== Directions ==
Below are entries. Pull out all lines containing "filename".

++++++++++

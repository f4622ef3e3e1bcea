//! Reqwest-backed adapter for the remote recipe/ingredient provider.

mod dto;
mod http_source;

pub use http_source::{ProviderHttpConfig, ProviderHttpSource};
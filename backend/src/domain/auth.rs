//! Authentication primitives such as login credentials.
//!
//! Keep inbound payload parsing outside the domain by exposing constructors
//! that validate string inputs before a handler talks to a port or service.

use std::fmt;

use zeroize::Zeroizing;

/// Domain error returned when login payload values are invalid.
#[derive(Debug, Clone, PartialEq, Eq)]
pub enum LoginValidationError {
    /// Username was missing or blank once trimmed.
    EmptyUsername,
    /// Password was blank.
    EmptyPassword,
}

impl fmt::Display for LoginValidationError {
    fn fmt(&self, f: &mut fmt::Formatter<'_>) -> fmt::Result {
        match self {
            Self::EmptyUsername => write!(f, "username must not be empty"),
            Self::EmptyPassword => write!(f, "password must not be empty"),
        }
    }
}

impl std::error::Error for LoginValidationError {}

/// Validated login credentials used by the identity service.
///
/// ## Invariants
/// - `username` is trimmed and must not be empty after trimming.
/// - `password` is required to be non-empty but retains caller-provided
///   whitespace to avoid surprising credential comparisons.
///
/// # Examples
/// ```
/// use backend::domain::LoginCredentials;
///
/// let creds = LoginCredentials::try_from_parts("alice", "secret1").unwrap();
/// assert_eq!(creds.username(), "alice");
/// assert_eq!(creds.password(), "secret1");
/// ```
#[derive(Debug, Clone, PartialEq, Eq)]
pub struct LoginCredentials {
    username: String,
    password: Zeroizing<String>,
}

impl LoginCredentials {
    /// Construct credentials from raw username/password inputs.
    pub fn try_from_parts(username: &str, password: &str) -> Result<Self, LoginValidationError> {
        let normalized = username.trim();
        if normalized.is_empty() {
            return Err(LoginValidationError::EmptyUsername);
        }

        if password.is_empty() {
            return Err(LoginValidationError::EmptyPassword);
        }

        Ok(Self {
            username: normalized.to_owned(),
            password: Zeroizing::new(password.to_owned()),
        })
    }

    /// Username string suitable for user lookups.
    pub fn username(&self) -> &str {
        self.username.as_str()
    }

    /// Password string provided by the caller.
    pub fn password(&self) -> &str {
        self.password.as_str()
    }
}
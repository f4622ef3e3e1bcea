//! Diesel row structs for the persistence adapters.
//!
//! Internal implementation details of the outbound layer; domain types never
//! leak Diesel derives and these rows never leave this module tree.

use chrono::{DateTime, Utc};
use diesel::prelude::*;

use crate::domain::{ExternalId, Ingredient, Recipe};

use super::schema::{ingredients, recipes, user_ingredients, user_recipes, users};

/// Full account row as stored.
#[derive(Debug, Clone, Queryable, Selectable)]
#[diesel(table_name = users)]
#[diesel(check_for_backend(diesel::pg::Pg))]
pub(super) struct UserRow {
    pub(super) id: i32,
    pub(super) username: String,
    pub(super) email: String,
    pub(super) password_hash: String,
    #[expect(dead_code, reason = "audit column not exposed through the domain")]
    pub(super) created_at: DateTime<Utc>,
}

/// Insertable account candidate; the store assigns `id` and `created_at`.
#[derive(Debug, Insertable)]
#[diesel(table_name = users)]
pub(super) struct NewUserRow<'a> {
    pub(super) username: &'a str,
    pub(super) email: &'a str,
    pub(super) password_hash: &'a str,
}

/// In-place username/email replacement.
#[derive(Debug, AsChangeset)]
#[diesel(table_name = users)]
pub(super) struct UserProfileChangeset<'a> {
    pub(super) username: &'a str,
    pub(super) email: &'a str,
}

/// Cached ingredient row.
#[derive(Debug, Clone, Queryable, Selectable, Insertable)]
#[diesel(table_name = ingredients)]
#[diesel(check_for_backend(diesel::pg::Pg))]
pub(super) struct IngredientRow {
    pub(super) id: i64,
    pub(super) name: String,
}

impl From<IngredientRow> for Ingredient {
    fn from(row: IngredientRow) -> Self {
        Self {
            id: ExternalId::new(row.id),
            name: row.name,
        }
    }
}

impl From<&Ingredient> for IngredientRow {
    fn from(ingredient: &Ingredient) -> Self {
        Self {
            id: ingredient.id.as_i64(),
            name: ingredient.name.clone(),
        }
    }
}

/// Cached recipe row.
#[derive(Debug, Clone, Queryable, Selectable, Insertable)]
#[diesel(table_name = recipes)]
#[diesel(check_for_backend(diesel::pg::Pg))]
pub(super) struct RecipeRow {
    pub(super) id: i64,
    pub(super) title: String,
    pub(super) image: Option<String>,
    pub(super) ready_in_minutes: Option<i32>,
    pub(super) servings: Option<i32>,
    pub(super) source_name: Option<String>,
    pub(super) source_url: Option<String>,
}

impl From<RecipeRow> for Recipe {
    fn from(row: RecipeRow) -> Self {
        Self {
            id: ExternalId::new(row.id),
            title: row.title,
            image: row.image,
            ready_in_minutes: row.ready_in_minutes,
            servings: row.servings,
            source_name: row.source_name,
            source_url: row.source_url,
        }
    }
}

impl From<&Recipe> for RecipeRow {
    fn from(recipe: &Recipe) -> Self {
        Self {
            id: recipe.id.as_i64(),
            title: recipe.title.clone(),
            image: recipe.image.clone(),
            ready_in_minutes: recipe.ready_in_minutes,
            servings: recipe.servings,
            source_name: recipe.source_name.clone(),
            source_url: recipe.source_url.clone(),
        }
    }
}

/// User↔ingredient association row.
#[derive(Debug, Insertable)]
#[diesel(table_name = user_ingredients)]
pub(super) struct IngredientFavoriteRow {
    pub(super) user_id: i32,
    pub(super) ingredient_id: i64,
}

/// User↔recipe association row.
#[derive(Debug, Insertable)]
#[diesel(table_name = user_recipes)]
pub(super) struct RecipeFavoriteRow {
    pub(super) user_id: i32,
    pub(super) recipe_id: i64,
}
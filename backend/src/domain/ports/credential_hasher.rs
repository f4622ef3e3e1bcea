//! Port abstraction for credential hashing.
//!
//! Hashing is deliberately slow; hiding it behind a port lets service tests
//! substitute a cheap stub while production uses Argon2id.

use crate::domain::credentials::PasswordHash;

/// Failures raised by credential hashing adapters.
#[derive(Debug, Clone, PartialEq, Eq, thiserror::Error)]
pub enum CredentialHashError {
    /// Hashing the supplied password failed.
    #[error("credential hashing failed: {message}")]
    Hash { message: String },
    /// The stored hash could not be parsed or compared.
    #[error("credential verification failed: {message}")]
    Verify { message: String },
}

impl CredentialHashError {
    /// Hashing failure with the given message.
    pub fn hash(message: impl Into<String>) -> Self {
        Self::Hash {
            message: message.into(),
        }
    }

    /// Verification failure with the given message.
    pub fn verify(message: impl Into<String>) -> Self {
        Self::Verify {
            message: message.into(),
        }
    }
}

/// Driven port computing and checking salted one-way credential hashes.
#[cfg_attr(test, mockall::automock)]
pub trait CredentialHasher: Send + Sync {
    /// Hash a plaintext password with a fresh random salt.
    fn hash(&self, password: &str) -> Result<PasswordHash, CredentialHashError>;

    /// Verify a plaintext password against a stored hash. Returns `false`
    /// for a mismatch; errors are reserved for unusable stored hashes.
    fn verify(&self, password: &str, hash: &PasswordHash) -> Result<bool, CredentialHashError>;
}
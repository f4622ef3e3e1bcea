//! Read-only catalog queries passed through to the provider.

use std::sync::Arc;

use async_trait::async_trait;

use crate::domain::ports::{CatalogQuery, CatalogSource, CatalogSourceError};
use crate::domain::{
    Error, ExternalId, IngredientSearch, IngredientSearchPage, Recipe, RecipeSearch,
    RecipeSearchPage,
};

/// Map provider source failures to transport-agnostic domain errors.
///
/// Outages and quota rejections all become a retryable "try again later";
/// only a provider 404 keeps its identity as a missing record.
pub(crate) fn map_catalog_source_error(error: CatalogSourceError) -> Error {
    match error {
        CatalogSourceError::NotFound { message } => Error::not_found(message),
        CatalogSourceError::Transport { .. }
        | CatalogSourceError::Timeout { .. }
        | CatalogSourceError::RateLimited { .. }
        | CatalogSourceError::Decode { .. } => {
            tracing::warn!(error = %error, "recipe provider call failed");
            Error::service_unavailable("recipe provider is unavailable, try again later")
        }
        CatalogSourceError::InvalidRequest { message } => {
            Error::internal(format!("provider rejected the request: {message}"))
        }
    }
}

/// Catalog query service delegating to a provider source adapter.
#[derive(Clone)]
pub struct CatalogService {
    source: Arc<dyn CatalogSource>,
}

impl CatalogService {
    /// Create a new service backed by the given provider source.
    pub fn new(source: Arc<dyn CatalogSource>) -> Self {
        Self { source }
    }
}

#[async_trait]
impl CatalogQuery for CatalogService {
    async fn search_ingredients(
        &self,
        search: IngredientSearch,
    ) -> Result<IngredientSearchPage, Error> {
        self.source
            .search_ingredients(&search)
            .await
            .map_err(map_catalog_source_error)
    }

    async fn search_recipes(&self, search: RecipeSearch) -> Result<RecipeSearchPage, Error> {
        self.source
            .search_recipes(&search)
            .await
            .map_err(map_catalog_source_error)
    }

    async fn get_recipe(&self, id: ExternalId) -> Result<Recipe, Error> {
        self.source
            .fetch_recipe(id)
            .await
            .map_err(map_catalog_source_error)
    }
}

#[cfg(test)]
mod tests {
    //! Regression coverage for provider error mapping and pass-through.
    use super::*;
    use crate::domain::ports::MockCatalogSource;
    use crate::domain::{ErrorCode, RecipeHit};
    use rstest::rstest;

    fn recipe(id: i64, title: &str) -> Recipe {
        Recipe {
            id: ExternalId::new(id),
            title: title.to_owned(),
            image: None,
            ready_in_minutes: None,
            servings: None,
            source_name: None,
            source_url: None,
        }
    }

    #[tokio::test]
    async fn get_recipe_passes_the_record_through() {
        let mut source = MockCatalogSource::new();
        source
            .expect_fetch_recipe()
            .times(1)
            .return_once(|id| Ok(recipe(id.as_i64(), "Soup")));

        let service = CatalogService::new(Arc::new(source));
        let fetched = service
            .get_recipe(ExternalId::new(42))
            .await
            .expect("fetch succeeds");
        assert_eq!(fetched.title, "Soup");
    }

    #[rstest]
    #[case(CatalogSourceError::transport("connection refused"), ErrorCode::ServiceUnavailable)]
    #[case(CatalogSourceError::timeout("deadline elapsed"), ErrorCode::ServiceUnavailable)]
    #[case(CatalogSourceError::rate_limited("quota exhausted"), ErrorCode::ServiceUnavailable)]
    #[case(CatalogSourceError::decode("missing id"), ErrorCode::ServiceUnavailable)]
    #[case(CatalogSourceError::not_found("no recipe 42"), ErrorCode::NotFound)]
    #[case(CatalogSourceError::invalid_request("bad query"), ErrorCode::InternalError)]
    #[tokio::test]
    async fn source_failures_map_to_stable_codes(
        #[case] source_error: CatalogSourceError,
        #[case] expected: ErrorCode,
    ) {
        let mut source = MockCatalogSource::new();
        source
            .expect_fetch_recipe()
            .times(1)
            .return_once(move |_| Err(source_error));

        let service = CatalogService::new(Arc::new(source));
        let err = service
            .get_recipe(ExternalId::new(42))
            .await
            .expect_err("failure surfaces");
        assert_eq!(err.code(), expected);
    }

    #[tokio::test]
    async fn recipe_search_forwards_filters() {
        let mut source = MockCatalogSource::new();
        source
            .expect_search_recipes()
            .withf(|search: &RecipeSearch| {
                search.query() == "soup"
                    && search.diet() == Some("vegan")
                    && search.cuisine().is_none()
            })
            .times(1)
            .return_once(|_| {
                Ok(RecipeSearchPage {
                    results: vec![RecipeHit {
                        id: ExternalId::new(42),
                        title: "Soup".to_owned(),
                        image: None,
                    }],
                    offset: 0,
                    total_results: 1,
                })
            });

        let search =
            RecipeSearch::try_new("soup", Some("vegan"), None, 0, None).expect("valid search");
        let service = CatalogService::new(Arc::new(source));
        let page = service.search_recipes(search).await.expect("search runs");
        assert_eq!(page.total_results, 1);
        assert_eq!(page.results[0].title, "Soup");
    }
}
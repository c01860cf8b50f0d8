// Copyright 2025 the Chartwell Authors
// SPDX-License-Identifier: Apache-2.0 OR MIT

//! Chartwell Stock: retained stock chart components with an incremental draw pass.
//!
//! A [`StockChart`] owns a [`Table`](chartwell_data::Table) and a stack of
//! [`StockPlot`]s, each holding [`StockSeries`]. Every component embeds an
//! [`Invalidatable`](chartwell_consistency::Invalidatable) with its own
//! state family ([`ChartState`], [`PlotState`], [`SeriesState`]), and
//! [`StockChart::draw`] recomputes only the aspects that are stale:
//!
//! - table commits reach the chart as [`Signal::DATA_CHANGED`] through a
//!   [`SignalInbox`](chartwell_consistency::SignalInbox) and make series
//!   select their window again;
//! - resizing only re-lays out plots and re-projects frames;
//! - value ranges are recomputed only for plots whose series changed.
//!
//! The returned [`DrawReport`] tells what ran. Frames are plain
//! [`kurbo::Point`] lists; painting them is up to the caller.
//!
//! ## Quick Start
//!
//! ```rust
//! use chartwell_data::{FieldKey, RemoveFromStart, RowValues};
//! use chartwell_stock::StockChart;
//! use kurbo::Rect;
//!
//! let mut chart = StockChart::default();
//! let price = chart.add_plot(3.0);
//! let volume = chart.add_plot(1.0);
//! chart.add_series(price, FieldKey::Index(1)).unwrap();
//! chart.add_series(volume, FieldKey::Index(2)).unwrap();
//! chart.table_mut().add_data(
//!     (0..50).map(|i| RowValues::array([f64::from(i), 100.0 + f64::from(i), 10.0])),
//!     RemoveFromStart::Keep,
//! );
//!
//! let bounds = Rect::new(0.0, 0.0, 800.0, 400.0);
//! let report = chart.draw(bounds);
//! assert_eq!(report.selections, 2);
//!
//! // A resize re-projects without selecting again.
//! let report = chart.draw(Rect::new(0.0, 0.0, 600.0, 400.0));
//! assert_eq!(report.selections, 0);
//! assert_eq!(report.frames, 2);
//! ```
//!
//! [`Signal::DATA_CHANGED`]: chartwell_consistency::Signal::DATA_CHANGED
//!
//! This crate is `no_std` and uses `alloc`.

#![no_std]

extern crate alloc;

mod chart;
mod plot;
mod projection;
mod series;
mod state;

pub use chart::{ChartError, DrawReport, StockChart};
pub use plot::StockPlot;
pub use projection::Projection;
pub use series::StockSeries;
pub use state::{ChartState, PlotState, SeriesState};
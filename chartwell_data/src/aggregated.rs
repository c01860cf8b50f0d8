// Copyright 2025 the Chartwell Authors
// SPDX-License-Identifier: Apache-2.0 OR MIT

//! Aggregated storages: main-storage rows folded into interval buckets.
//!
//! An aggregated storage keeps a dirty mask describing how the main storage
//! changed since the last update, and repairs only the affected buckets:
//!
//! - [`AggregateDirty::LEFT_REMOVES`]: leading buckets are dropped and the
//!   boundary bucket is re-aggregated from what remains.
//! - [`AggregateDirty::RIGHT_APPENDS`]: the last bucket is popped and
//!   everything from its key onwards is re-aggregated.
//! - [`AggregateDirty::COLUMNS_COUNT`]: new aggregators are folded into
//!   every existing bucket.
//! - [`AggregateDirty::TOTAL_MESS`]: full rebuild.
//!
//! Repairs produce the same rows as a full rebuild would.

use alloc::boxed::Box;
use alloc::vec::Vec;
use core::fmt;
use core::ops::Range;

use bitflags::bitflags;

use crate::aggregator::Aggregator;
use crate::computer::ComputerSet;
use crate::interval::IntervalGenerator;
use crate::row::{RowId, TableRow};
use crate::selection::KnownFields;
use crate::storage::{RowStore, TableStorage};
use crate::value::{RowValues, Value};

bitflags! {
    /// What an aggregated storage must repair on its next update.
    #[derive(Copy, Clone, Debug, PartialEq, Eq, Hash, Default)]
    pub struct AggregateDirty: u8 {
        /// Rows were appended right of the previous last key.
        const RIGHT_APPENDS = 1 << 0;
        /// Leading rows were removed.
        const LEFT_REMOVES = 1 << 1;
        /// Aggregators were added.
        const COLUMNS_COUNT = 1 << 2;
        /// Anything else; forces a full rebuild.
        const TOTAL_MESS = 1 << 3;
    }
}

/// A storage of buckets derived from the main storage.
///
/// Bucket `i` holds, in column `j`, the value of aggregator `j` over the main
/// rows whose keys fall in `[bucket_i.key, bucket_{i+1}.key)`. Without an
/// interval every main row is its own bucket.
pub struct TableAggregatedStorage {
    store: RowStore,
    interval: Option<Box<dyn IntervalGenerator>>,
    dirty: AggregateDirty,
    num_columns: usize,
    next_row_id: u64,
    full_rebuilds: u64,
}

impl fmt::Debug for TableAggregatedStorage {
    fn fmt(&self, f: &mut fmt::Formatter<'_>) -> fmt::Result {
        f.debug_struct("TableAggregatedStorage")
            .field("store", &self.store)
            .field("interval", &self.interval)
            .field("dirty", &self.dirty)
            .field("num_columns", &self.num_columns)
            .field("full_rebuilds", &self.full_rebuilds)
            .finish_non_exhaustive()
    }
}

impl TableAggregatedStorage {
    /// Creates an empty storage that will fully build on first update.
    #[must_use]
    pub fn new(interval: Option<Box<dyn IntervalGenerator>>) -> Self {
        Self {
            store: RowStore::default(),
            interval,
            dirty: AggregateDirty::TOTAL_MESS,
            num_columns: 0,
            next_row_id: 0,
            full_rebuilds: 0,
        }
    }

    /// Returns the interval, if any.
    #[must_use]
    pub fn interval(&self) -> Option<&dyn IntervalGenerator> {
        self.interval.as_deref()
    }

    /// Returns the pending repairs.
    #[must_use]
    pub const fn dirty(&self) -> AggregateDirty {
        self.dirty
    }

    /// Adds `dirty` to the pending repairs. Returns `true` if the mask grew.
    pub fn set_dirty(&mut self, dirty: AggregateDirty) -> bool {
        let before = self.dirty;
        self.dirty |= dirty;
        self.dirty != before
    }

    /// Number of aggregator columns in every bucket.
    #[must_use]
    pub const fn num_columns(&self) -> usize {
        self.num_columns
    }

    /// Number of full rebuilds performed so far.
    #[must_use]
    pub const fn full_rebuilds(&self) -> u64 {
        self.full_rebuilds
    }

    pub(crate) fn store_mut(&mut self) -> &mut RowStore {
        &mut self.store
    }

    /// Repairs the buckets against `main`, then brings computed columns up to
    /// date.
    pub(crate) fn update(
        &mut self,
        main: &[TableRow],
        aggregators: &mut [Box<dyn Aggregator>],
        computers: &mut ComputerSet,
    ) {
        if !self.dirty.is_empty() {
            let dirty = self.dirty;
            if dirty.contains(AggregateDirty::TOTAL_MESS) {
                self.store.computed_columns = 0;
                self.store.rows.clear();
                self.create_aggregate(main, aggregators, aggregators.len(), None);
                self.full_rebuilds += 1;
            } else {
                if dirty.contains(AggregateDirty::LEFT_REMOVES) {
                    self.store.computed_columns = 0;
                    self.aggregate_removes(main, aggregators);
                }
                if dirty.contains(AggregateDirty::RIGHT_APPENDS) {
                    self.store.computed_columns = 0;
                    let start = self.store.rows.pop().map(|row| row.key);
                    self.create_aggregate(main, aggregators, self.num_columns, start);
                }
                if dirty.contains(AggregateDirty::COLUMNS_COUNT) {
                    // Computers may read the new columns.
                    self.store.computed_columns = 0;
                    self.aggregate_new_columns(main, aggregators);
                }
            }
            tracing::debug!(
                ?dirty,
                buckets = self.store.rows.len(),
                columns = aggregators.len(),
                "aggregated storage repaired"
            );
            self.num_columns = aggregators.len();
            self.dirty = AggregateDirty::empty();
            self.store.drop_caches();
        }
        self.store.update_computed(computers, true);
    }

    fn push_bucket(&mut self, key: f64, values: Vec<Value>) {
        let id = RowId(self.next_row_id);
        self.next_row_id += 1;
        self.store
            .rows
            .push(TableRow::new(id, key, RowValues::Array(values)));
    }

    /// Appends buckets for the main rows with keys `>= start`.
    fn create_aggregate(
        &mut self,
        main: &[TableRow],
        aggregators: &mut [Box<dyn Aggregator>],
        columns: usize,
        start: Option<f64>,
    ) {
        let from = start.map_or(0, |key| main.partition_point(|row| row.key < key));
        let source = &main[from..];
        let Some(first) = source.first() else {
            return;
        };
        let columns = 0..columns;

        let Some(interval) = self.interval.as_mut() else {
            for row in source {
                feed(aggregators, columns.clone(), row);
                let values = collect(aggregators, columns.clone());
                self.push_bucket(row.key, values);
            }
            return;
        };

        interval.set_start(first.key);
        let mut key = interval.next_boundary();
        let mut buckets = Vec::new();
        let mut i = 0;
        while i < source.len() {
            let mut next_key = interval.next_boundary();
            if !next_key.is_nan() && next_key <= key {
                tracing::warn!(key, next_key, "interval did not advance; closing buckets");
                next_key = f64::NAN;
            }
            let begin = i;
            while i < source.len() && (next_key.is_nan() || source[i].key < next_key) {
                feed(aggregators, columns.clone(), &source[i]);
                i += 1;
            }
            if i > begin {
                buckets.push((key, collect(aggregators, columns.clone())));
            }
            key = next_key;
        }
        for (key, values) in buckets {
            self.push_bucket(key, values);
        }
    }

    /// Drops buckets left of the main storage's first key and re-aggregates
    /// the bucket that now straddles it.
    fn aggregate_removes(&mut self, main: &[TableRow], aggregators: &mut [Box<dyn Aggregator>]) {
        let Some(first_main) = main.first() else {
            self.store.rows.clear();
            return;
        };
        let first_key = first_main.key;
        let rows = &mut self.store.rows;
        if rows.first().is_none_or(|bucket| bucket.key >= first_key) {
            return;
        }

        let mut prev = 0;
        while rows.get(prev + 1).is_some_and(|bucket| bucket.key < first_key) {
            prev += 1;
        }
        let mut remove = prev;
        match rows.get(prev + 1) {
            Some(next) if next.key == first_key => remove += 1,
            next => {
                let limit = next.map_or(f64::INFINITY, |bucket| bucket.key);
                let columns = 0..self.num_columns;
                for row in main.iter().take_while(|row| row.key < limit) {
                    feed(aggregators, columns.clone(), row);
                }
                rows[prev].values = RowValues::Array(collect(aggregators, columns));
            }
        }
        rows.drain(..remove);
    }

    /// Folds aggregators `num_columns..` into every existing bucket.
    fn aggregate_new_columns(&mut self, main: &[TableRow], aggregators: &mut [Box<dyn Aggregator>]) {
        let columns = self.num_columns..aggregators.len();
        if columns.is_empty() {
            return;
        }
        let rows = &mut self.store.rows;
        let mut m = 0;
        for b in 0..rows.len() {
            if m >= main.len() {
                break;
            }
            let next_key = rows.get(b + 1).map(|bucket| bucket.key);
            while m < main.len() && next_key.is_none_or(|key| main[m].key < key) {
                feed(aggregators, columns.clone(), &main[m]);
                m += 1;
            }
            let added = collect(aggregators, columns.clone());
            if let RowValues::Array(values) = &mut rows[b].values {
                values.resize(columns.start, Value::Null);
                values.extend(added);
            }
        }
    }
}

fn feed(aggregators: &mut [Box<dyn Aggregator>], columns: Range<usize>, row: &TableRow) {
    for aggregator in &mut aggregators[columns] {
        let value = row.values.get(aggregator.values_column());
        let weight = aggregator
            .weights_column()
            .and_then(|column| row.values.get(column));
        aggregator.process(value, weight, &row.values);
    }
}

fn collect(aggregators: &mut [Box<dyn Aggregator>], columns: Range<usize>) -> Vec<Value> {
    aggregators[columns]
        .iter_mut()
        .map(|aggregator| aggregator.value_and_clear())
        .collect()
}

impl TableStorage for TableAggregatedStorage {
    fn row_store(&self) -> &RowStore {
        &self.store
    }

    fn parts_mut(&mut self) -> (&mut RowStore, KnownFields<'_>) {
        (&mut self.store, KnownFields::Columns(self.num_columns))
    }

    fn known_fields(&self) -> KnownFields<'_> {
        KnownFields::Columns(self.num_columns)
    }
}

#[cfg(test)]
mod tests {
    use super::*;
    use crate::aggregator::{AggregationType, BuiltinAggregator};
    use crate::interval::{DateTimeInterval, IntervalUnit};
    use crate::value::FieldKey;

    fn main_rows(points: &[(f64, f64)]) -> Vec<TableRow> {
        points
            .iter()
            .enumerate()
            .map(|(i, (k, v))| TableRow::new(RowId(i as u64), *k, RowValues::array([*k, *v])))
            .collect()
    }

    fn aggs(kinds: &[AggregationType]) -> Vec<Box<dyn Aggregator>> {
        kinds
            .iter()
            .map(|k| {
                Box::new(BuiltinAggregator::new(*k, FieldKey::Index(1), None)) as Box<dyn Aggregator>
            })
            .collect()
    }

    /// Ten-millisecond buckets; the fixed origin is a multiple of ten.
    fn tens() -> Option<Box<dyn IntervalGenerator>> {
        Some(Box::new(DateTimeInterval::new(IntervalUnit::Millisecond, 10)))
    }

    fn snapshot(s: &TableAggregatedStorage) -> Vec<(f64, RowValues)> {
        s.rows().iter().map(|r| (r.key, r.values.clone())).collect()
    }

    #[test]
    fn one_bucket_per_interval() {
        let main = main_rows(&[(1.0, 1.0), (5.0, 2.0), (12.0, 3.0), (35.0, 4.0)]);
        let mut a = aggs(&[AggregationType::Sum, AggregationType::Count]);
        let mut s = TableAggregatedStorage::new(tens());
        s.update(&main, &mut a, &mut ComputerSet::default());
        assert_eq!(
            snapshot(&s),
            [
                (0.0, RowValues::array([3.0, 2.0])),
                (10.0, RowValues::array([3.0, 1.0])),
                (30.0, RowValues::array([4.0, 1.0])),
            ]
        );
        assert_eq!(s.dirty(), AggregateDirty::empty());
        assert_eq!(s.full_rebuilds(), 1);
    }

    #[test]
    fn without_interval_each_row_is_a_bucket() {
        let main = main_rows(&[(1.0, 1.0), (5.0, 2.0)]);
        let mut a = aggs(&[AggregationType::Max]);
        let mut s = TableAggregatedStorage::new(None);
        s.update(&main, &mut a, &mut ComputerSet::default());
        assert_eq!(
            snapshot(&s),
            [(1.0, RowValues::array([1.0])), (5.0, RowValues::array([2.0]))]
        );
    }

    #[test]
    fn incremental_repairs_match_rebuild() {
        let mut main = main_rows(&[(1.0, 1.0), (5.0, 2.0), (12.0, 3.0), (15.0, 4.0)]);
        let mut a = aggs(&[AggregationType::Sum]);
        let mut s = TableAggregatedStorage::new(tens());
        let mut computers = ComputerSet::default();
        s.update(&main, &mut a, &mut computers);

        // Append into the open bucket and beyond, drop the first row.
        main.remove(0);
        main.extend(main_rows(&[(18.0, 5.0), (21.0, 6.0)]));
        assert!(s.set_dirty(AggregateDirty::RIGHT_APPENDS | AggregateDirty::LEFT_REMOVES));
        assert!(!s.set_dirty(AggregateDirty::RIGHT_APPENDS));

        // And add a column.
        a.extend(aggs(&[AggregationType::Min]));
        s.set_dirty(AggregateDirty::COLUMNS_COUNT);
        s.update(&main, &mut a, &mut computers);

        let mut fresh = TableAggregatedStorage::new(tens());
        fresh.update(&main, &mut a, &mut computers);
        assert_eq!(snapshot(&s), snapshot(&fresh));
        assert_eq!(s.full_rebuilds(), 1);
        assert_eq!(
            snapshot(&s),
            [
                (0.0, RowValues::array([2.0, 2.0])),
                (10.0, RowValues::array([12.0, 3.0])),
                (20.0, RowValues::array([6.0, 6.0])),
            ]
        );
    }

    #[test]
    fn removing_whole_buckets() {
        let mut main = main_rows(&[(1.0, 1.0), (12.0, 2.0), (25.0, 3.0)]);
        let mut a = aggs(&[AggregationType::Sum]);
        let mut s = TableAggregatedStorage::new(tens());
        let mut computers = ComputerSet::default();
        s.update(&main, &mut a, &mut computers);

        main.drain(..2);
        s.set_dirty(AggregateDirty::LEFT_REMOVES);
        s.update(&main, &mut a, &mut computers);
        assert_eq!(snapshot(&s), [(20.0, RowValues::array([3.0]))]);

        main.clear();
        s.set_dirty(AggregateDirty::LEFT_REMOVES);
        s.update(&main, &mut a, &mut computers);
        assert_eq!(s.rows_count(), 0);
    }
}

++++++++++

== Output for this task ==
filename backend/src/domain/auth.rs
filename backend/src/domain/ports/credential_hasher.rs
filename chartwell_data/src/aggregated.rs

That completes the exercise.